In the meantime the Mercury was coming on its own lane from the opposite direction. Bernardo, instead of slowing down
or stopping altogether behind the carretela until that lane was clear, veered to the left in order to pass. As he did so the
curved end of his car's right rear bumper caught the forward rim of the rig's left wheel, wrenching it off and carrying it
along as the car skidded obliquely to the other lane, where it collided with the oncoming vehicle. On his part Caedo had
seen the Cadillac on its own lane; he slackened his speed, judged the distances in relation to the carretela and concluded
that the Cadillac would wait behind. Bernardo, however, decided to take a gamble beat the Mercury to the point where
it would be in line with the carretela, or else squeeze in between them in any case. It was a risky maneuver either way,
and the risk should have been quite obvious. Or, since the car was moving at from 30 to 35 miles per hour (or 25 miles
according to Yu Khe Thai) it was already too late to apply the brakes when Bernardo saw the carretela only eight meters
in front of him, and so he had to swerve to the left in spite of the presence of the oncoming car on the opposite lane. As it
was, the clearance Bernardo gave for his car's right side was insufficient. Its rear bumper, as already stated, caught the
wheel of the carretela and wrenched it loose. Caedo, confronted with the unexpected situation, tried to avoid the collision
at the last moment by going farther to the right, but was unsuccessful. The photographs taken at the scene show that the
right wheels of his car were on the unpaved shoulder of the road at the moment of impact.

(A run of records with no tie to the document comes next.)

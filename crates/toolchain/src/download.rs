//! Artifact download into a scoped temporary directory.

use crate::backend::Backend;
use crate::error::{Error, Result};
use crate::template::file_name_from_url;
use indicatif::{ProgressBar, ProgressStyle};
use std::fs::File;
use std::io::{self, Read, Write};
use std::path::{Path, PathBuf};
use tempfile::TempDir;

const BUFFER_SIZE: usize = 64 * 1024;

/// A downloaded artifact.
///
/// Owns the temporary directory holding the file: dropping the result
/// deletes the download, so copy anything worth keeping first.
#[derive(Debug)]
pub struct DownloadResult {
    /// Path of the downloaded file.
    pub path: PathBuf,
    /// Bytes written.
    pub size: u64,
    /// Logical tool name.
    pub tool: String,
    dir: TempDir,
}

impl DownloadResult {
    /// Directory containing the download, usable as scratch space for
    /// extraction.
    #[must_use]
    pub fn dir(&self) -> &Path {
        self.dir.path()
    }
}

/// Stream `url` into a fresh temporary directory.
///
/// The file is named after the last URL path segment. A progress bar is
/// drawn on stderr only when `show_progress` is set, the server announced a
/// length and stderr is a terminal.
///
/// # Errors
///
/// - `Error::DownloadNotFound` for HTTP 404.
/// - `Error::Transport` for other HTTP failures and for short bodies.
/// - `Error::Io` if the temporary file cannot be written.
pub fn download(
    backend: &dyn Backend,
    url: &str,
    tool: &str,
    show_progress: bool,
) -> Result<DownloadResult> {
    let dir = tempfile::Builder::new()
        .prefix("getkit-")
        .tempdir()
        .map_err(|e| Error::io(std::env::temp_dir(), e))?;

    let file_name = local_file_name(url, tool);
    let path = dir.path().join(&file_name);

    log::info!("Downloading {url}");
    let download = backend.open(url)?;
    let expected = download.content_length;

    let bar = progress_bar(expected, show_progress, &file_name);
    let mut reader: Box<dyn Read + Send> = match &bar {
        Some(bar) => Box::new(bar.wrap_read(download.reader)),
        None => download.reader,
    };

    let mut file = File::create(&path).map_err(|e| Error::io(&path, e))?;
    let size = copy(&mut reader, &mut file, url, &path);
    if let Some(bar) = &bar {
        bar.finish_and_clear();
    }
    let size = size?;
    file.flush().map_err(|e| Error::io(&path, e))?;

    if let Some(expected) = expected
        && size != expected
    {
        return Err(Error::transport(
            format!("{url}: expected {expected} bytes, received {size}"),
            None,
        ));
    }

    log::debug!("Downloaded {size} bytes to {}", path.display());
    Ok(DownloadResult {
        path,
        size,
        tool: tool.to_string(),
        dir,
    })
}

/// Copy the body, telling read failures (network) apart from write failures.
fn copy(reader: &mut dyn Read, file: &mut File, url: &str, path: &Path) -> Result<u64> {
    let mut buf = vec![0u8; BUFFER_SIZE];
    let mut total = 0u64;
    loop {
        let n = match reader.read(&mut buf) {
            Ok(0) => return Ok(total),
            Ok(n) => n,
            Err(e) if e.kind() == io::ErrorKind::Interrupted => continue,
            Err(e) => return Err(Error::transport(format!("{url}: {e}"), None)),
        };
        file.write_all(&buf[..n]).map_err(|e| Error::io(path, e))?;
        total += n as u64;
    }
}

fn progress_bar(length: Option<u64>, show_progress: bool, label: &str) -> Option<ProgressBar> {
    let length = length?;
    if !show_progress || !console::Term::stderr().is_term() {
        return None;
    }

    let bar = ProgressBar::new(length);
    bar.set_style(
        ProgressStyle::default_bar()
            .template("{spinner:.green} [{bar:40.cyan/blue}] {bytes}/{total_bytes} ({eta}) {msg}")
            .unwrap_or_else(|_| ProgressStyle::default_bar())
            .progress_chars("=>-"),
    );
    bar.set_message(label.to_string());
    Some(bar)
}

/// Name for the downloaded file: the last URL segment, or the tool name
/// when that segment is empty or a relative path component.
fn local_file_name(url: &str, tool: &str) -> String {
    match file_name_from_url(url) {
        name if name.is_empty() || name == "." || name == ".." => tool.to_string(),
        name => name,
    }
}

There is no doubt at all that the collision was directly traceable to Rafael Bernardo's negligence and that he must be held
liable for the damages suffered by the plaintiffs. The next question is whether or not Yu Khe Thai, as owner of the
Cadillac, is solidarily liable with the driver. The applicable law is Article 2184 of the Civil Code, which reads:

ART. 2184. In motor vehicle mishaps, the owner is solidarily liable with his driver, if the former, who was in the
vehicle, could have, by the use of due diligence, prevented the misfortune. It is disputably presumed that a driver
was negligent, if he had been found guilty of reckless driving or violating traffic regulations at least twice within the
next preceding two months.

Under the foregoing provision, if the causative factor was the driver's negligence, the owner of the vehicle who was
present is likewise held liable if he could have prevented the mishap by the exercise of due diligence. The rule is not new,
although formulated as law for the first time in the new Civil Code. It was expressed in Chapman vs. Underwood (1914),
27 Phil. 374, where this Court held:

... The same rule applies where the owner is present, unless the negligent acts of the driver are continued for
such a length of time as to give the owner a reasonable opportunity to observe them and to direct his driver to
desist therefrom. An owner who sits in his automobile, or other vehicle, and permits his driver to continue in a
violation of the law by the performance of negligent acts, after he has had a reasonable opportunity to observe
them and to direct that the driver cease therefrom, becomes himself responsible for such acts. The owner of an
automobile who permits his chauffeur to drive up the Escolta, for example, at a speed of 60 miles an hour, without
any effort to stop him, although he has had a reasonable opportunity to do so, becomes himself responsible, both
criminally and civilly, for the results produced by the acts of the chauffeur. On the other hand, if the driver, by a
sudden act of negligence, and without the owner having a reasonable opportunity to prevent the act or its
continuance, injures a person or violates the criminal law, the owner of the automobile, although present therein
at the time the act was committed, is not responsible, either civilly or criminally, therefor. The act complained of
must be continued in the presence of the owner for such a length of time that the owner, by his acquiescence,
makes his driver act his own.

The basis of the master's liability in civil law is not respondent superior but rather the relationship of paterfamilias. The
theory is that ultimately the negligence of the servant, if known to the master and susceptible of timely correction by him,
reflects his own negligence if he fails to correct it in order to prevent injury or damage.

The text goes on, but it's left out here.